◆ What is required ◆
Copy out all lines of the records in which the word "Forward" appears.

-------

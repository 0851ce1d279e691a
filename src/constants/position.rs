#[derive(Debug, Clone, Copy, PartialEq, Eq, Hash)]
pub enum Position {
    Goalkeeper,
    CentreBack,
    FullBack,
    DefensiveMidfielder,
    Midfielder,
    Forward,
}

impl Position {
    pub const ALL: [Position; 6] = [
        Position::Goalkeeper,
        Position::CentreBack,
        Position::FullBack,
        Position::DefensiveMidfielder,
        Position::Midfielder,
        Position::Forward,
    ];

    pub fn as_str(&self) -> &'static str {
        match self {
            Position::Goalkeeper => "Goleiro",
            Position::CentreBack => "Zagueiro",
            Position::FullBack => "Lateral",
            Position::DefensiveMidfielder => "Volante",
            Position::Midfielder => "Meia",
            Position::Forward => "Atacante",
        }
    }

    pub fn parse(position: &str) -> Option<Self> {
        let position = position.trim();

        Self::ALL
            .into_iter()
            .find(|p| p.as_str().eq_ignore_ascii_case(position))
    }
}

pub const MIN_SHIRT_NUMBER: u8 = 1;
pub const MAX_SHIRT_NUMBER: u8 = 99;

-------

◆ Solution for this task ◆
    Forward,
        Position::Forward,
            Position::Forward => "Atacante",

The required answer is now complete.